→ Task statement: The answer must be one number: how many lines below contain the word "interact".

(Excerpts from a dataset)
*** Block opens ***

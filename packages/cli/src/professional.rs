//! Professional planner screen: an editable, ordered list of points.

use dialoguer::{Confirm, Select};
use route_planner_geocoder::address;
use route_planner_route::{Direction, PlannerSession, RoutePointList};
use route_planner_route_models::PlannerMode;

use crate::{Context, output, prompt};

/// Runs the point list menu until the user goes back.
///
/// # Errors
///
/// Returns an error if a terminal prompt fails.
pub async fn run(ctx: &Context) -> Result<(), Box<dyn std::error::Error>> {
    let mut session = PlannerSession::new(PlannerMode::Professional);

    loop {
        println!();
        for line in list_lines(session.points_mut()?) {
            println!("{line}");
        }
        println!();

        let items = &[
            "Add point",
            "Select point",
            "Move selected up",
            "Move selected down",
            "Edit selected",
            "Delete selected",
            "Clear all",
            "Preferences",
            "Location bias",
            "Generate route",
            "Back",
        ];

        let selection = Select::new()
            .with_prompt("Professional planner")
            .items(items)
            .default(0)
            .interact()?;

        match selection {
            0 => add_point(ctx, &mut session).await?,
            1 => select_point(session.points_mut()?)?,
            2 => move_selected(session.points_mut()?, Direction::Up),
            3 => move_selected(session.points_mut()?, Direction::Down),
            4 => edit_selected(ctx, &mut session).await?,
            5 => {
                if let Some(removed) = session.points_mut()?.delete_active() {
                    log::info!(
                        "Removed {}",
                        address::normalize(&removed.input).unwrap_or_default()
                    );
                }
            }
            6 => {
                if Confirm::new()
                    .with_prompt("Remove every point?")
                    .default(false)
                    .interact()?
                {
                    session.points_mut()?.clear();
                }
            }
            7 => prompt::preferences(session.settings_mut(), true)?,
            8 => prompt::bias(session.settings_mut())?,
            9 => match session.generate(&ctx.resolver).await {
                Ok(links) => output::print_route(&links, &session.settings().options),
                Err(e) => println!("{e}"),
            },
            10 => return Ok(()),
            _ => unreachable!(),
        }
    }
}

async fn add_point(
    ctx: &Context,
    session: &mut PlannerSession,
) -> Result<(), Box<dyn std::error::Error>> {
    let bias = session.settings().bias;
    let Some(entry) = prompt::prompt_address(ctx, "Address", None, bias.as_ref()).await? else {
        return Ok(());
    };
    if let Err(e) = session.points_mut()?.add_entry(entry) {
        println!("{e}");
    }
    Ok(())
}

async fn edit_selected(
    ctx: &Context,
    session: &mut PlannerSession,
) -> Result<(), Box<dyn std::error::Error>> {
    let bias = session.settings().bias;
    let Some(current) = session.points_mut()?.active().cloned() else {
        println!("No point is selected");
        return Ok(());
    };

    let Some(entry) = prompt::prompt_address(ctx, "Address", Some(&current), bias.as_ref()).await?
    else {
        return Ok(());
    };
    if let Err(e) = session.points_mut()?.edit_active_entry(entry) {
        println!("{e}");
    }
    Ok(())
}

fn select_point(points: &mut RoutePointList) -> dialoguer::Result<()> {
    if points.is_empty() {
        println!("The list is empty");
        return Ok(());
    }

    let labels = list_lines(points);
    let idx = Select::new()
        .with_prompt("Select a point")
        .items(&labels)
        .default(points.active_index().unwrap_or(0))
        .interact()?;
    points.select(idx);
    Ok(())
}

fn move_selected(points: &mut RoutePointList, direction: Direction) {
    if !points.move_active(direction) {
        println!("Cannot move {direction}");
    }
}

/// One line per entry: marker, position, role and address.
fn list_lines(points: &RoutePointList) -> Vec<String> {
    if points.is_empty() {
        return vec!["(no points yet)".to_string()];
    }

    points
        .entries()
        .iter()
        .enumerate()
        .map(|(i, entry)| {
            let marker = if points.active_index() == Some(i) {
                '>'
            } else {
                ' '
            };
            let role = points
                .role_of(i)
                .map_or_else(String::new, |role| format!(" [{role}]"));
            let text = address::normalize(&entry.input).unwrap_or_default();
            format!("{marker} {}.{role} {text}", i + 1)
        })
        .collect()
}
//! Traveler planner screen: origin, destination and one optional stop.

use dialoguer::Select;
use route_planner_geocoder::address;
use route_planner_route::PlannerSession;
use route_planner_route::planner::TravelerPlanner;
use route_planner_route_models::{PlannerMode, RouteEntry};

use crate::{Context, output, prompt};

/// Runs the traveler menu until the user goes back.
///
/// # Errors
///
/// Returns an error if a terminal prompt fails.
pub async fn run(ctx: &Context) -> Result<(), Box<dyn std::error::Error>> {
    let mut session = PlannerSession::new(PlannerMode::Traveler);

    loop {
        if let PlannerSession::Traveler(planner) = &session {
            println!();
            println!("Origin:      {}", slot(planner.origin.as_ref()));
            println!("Stop:        {}", slot(planner.stop.as_ref()));
            println!("Destination: {}", slot(planner.destination.as_ref()));
            println!();
        }

        let items = &[
            "Set origin",
            "Set destination",
            "Set stop",
            "Preferences",
            "Location bias",
            "Generate route",
            "Back",
        ];

        let selection = Select::new()
            .with_prompt("Traveler planner")
            .items(items)
            .default(0)
            .interact()?;

        let bias = session.settings().bias;
        match selection {
            0 => {
                let current = current_slot(&session, |p| p.origin.as_ref());
                let entry =
                    prompt::prompt_address(ctx, "Origin", current.as_ref(), bias.as_ref()).await?;
                session.set_origin(entry)?;
            }
            1 => {
                let current = current_slot(&session, |p| p.destination.as_ref());
                let entry =
                    prompt::prompt_address(ctx, "Destination", current.as_ref(), bias.as_ref())
                        .await?;
                session.set_destination(entry)?;
            }
            2 => {
                let current = current_slot(&session, |p| p.stop.as_ref());
                let entry = prompt::prompt_address(
                    ctx,
                    "Stop (blank for none)",
                    current.as_ref(),
                    bias.as_ref(),
                )
                .await?;
                session.set_stop(entry)?;
            }
            3 => prompt::preferences(session.settings_mut(), false)?,
            4 => prompt::bias(session.settings_mut())?,
            5 => match session.generate(&ctx.resolver).await {
                Ok(links) => output::print_route(&links, &session.settings().options),
                Err(e) => println!("{e}"),
            },
            6 => return Ok(()),
            _ => unreachable!(),
        }
    }
}

fn current_slot(
    session: &PlannerSession,
    pick: impl Fn(&TravelerPlanner) -> Option<&RouteEntry>,
) -> Option<RouteEntry> {
    match session {
        PlannerSession::Traveler(planner) => pick(planner).cloned(),
        _ => None,
    }
}

/// Display text for a slot.
pub fn slot(entry: Option<&RouteEntry>) -> String {
    entry
        .and_then(|e| address::normalize(&e.input))
        .unwrap_or_else(|| "(not set)".to_string())
}
//! API error type and its HTTP mapping.

use actix_web::http::StatusCode;
use actix_web::{HttpResponse, ResponseError};
use route_planner_route::{PlannerError, RouteError};
use route_planner_server_models::ApiError;
use thiserror::Error;
use uuid::Uuid;

/// Errors returned by the API handlers.
#[derive(Debug, Error)]
pub enum ServerError {
    /// No session with this id is open.
    #[error("Session {0} not found")]
    SessionNotFound(Uuid),

    /// The session store is full.
    #[error("Too many open sessions (limit {0})")]
    SessionLimit(usize),

    /// The request body or query was malformed.
    #[error("{0}")]
    BadRequest(String),

    /// One-shot route generation was asked for too few points.
    #[error(transparent)]
    Route(#[from] RouteError),

    /// A session rejected the operation; its state is unchanged.
    #[error(transparent)]
    Planner(#[from] PlannerError),
}

impl ResponseError for ServerError {
    fn status_code(&self) -> StatusCode {
        match self {
            Self::SessionNotFound(_) => StatusCode::NOT_FOUND,
            Self::SessionLimit(_) => StatusCode::SERVICE_UNAVAILABLE,
            Self::BadRequest(_) | Self::Route(_) => StatusCode::BAD_REQUEST,
            Self::Planner(_) => StatusCode::UNPROCESSABLE_ENTITY,
        }
    }

    fn error_response(&self) -> HttpResponse {
        HttpResponse::build(self.status_code()).json(ApiError {
            error: self.to_string(),
        })
    }
}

*** Block closes ***

→ Result for this exercise: 4